--- Your task ---
Below are the entries; return exactly the line with "let keep = n.min(remaining);" and every later line, without anything else.

>>>>

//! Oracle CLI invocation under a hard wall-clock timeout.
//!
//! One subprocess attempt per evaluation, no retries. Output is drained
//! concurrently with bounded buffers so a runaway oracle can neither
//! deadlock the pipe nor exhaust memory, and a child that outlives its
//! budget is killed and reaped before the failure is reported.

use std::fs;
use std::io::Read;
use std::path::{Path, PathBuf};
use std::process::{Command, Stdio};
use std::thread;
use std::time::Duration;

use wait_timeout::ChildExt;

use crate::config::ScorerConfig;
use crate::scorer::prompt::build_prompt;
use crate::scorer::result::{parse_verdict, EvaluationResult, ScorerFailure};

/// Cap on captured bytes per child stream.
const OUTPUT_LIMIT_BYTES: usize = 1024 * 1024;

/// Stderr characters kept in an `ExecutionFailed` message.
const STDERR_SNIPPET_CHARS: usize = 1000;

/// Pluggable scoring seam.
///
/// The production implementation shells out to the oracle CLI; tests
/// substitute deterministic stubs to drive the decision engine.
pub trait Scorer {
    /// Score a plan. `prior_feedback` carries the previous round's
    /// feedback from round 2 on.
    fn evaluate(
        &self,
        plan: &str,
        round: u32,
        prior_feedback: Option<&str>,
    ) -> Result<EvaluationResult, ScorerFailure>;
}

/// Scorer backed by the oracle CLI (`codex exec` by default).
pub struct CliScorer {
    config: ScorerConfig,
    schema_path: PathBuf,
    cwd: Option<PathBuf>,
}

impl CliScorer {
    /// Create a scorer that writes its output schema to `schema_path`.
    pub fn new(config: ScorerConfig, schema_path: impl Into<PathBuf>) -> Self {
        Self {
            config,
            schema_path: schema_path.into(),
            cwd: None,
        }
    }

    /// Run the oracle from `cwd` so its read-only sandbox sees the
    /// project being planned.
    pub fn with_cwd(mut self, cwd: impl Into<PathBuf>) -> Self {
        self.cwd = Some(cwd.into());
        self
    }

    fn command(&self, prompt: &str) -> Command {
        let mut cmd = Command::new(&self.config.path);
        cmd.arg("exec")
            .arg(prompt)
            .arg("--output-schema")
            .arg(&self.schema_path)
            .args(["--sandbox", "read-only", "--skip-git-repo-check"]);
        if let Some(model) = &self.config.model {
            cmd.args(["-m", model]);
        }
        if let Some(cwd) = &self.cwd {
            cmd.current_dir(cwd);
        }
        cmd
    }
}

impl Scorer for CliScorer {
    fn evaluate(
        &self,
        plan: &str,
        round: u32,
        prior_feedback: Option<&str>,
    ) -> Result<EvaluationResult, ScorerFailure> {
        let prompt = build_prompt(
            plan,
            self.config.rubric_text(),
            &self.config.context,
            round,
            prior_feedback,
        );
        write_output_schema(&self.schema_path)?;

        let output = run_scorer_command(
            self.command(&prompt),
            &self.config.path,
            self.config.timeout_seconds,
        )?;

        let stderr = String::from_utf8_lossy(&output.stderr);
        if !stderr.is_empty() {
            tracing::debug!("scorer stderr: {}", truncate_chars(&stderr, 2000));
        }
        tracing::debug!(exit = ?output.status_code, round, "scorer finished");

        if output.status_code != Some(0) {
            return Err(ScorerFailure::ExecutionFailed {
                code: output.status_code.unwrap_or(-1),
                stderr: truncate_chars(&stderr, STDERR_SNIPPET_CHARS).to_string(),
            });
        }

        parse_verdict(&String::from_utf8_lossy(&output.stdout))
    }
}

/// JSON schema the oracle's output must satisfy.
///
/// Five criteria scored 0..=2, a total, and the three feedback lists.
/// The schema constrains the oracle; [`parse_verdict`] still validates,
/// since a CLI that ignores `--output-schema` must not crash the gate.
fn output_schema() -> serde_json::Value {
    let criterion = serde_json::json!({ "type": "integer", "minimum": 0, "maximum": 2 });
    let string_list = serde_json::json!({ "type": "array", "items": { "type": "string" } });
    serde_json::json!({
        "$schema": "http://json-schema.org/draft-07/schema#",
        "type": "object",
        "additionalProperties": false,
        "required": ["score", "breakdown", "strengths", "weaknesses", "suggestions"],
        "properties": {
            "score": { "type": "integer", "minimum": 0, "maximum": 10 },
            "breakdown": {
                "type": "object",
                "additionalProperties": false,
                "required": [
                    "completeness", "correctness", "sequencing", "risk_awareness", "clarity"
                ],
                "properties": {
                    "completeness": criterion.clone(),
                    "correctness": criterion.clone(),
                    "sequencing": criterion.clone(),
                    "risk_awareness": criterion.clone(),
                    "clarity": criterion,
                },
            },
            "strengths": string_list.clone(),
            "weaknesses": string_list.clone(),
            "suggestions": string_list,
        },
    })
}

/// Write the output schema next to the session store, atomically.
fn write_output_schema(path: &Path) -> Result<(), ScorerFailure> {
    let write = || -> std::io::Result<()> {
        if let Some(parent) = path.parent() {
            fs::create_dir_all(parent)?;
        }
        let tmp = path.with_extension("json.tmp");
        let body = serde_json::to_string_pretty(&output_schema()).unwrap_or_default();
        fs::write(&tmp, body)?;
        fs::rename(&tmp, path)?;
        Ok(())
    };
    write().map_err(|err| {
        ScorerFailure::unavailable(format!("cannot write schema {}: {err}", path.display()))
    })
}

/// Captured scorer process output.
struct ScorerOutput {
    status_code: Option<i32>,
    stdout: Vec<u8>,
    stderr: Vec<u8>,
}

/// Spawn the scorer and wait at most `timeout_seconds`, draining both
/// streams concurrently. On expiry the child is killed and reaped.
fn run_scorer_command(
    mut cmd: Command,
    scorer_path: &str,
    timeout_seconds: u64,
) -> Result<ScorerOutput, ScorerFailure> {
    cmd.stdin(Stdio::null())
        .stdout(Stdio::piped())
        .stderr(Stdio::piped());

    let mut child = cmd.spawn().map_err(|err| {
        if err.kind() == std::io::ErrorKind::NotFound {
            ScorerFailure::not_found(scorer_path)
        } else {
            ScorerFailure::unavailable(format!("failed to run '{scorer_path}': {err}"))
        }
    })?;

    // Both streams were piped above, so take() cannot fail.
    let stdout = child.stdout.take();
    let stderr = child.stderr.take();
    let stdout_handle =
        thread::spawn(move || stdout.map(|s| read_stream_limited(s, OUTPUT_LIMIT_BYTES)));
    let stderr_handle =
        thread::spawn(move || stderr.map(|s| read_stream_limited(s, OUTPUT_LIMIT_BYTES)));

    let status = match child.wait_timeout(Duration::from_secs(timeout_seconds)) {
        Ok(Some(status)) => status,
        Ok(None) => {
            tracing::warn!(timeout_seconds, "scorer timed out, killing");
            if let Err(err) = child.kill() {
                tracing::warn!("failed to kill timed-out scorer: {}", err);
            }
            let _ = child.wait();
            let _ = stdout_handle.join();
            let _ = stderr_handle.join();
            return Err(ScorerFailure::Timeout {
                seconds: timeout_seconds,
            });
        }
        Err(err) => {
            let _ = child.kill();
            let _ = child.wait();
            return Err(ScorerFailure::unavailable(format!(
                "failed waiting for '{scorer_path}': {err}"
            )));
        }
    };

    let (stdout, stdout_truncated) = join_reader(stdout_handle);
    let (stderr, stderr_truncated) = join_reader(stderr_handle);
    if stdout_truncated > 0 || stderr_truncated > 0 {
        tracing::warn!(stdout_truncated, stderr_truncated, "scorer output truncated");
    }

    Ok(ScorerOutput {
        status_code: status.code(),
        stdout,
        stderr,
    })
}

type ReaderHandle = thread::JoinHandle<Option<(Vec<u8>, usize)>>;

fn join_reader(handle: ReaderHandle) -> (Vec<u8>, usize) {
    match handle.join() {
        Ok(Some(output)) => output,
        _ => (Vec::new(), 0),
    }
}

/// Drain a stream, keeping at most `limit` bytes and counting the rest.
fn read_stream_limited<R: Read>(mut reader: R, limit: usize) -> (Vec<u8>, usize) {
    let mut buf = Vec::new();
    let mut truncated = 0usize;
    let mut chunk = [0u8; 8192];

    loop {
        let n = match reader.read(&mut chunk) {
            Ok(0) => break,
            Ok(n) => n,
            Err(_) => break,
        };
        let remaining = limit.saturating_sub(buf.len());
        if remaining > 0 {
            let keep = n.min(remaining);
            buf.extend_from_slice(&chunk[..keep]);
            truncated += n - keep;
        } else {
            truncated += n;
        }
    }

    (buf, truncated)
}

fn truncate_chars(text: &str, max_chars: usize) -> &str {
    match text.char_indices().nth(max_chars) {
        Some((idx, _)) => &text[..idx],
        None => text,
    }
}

<<<<

--- Task solution ---
            let keep = n.min(remaining);
            buf.extend_from_slice(&chunk[..keep]);
            truncated += n - keep;
        } else {
            truncated += n;
        }
    }

    (buf, truncated)
}

fn truncate_chars(text: &str, max_chars: usize) -> &str {
    match text.char_indices().nth(max_chars) {
        Some((idx, _)) => &text[..idx],
        None => text,
    }
}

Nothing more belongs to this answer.